When we speak of the labour bureaucracy in Canada, who do we mean? We mean union officers who are paid two, three, four, five or more times the pay of the members they ‘represent’. Paul Moist, President of CUPE, is near the bottom of the luxury ladder. He was paid $159,000 in 2012. His office spent $370,000 in travel alone. Before merging into UNIFOR, the CAW had 89 officers who were paid over $100,000 a year. The leaders of the teachers’ unions and most other unions are paid between $200,000 and $300,000 a year. By Bay Street standards, that’s modest remuneration. But clearly, it puts the labour brass in a league apart from the rank and file.
Let’s consider now the record of the labour bureaucracy in Canada. The prevailing theme today is concessions. In sector after sector, from auto to steel, from forestry to railways, from the Ontario and Federal Public Service to the federal postal service, bosses get the concessions they demand from labour.
The Canadian Auto Workers (CAW) union agreed with General Motors to organize special early retirement buyouts at its two assembly plants in Oshawa, Ontario. This is designed to accelerate the automaker’s drive to replace higher-paid veteran workers with workers earning low wages. Temporary workers will get about $10 per hour less than their counterparts, receive an inferior benefits program, and be barred from enrolling in the pension plan. New hires will begin work at $14 per hour below the regular-tier rate, will receive reduced benefits, and also will be ineligible to participate in the pension plan.
For OPSEU it was concessions bargaining at the outset. President Warren ‘Smokey’ Thomas offered to accept a 2 year wage freeze, without membership approval.
In fact, OPSEU members had prioritized wages in their demand setting process. Supposedly fearful that the membership would accept major concessions, a concessionary contract was signed and put to a vote. The deal introduces a two-tier wage structure, especially impacting new and young hires. There is a two year wage freeze, which represents a loss of over 4% of wages when inflation is taken into consideration. While members will continue to move up the wage grid, the 3% lower first new step in the grid will have a major impact on new hires. The deal also removes termination pay for new employees who are surplussed. These austerity concessions create a ‘divide and conquor’ situation in the labour movement, which will foster future ruling class attacks. What’s next? Unpaid internships?
In the teachers’ unions we find a particularly egregious example of class collaboration, and the strangulation of rank and file initiative.

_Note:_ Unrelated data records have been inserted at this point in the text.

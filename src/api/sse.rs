//! Server-Sent Events support

use crate::runtime::SessionEvent;
use axum::response::sse::{Event, KeepAlive, Sse};
use futures::stream::Stream;
use serde_json::json;
use std::convert::Infallible;
use std::time::Duration;
use tokio_stream::wrappers::BroadcastStream;
use tokio_stream::StreamExt;

/// Convert broadcast stream to SSE stream
pub fn sse_stream(
    init_event: SessionEvent,
    broadcast_rx: tokio::sync::broadcast::Receiver<SessionEvent>,
) -> Sse<impl Stream<Item = Result<Event, Infallible>>> {
    // Create stream that starts with init event then broadcasts
    let init = futures::stream::once(async move { Ok(session_event_to_axum(init_event)) });

    let broadcasts = BroadcastStream::new(broadcast_rx).filter_map(|result| match result {
        Ok(event) => Some(Ok(session_event_to_axum(event))),
        Err(_) => None, // Skip lagged messages
    });

    let combined = init.chain(broadcasts);

    Sse::new(combined).keep_alive(
        KeepAlive::new()
            .interval(Duration::from_secs(15))
            .text("ping"),
    )
}

fn session_event_to_axum(event: SessionEvent) -> Event {
    let (event_type, data) = match event {
        SessionEvent::Init { state } => (
            "init",
            json!({
                "type": "init",
                "state": state
            }),
        ),
        SessionEvent::StateChange { state } => (
            "state_change",
            json!({
                "type": "state_change",
                "state": state
            }),
        ),
        SessionEvent::Notice { kind, message } => (
            "notice",
            json!({
                "type": "notice",
                "kind": kind,
                "message": message
            }),
        ),
        SessionEvent::Error { kind, message } => (
            "error",
            json!({
                "type": "error",
                "kind": kind,
                "message": message
            }),
        ),
    };

    Event::default().event(event_type).data(data.to_string())
}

Ontario English Catholic Teachers’ Association brass agreed to concessions before the Ontario Liberal government enacted Bill 115 (which suspended collective bargaining and the right to strike for education workers) – and did so without conducting a vote of OECTA members. Canadian Union of Public Employees-Ontario followed suit. Ontario Secondary School Teachers’ Federation tops mounted token protest rallies, and simultaneously negotiated local concessionary deals. In York and Niagara districts, members voted in November 2012 to reject the deals that mirrored provincial take aways, despite heavy pressure from Federation headquarters to accept. In February 2013, OSSTF suspended its ‘political action’ protest (chiefly the boycott of extra-curricular activities, which impacted mostly on students and parents). In April, OSSTF capitulated to the province’s demands, with minor tweaks. ETFO, the last holdout, gave way on June 13. Discouraged by the unravelling of what began as a common front of resistence to austerity, education workers ratified the deals. But scandal dogs the leaders who did the dirty deeds.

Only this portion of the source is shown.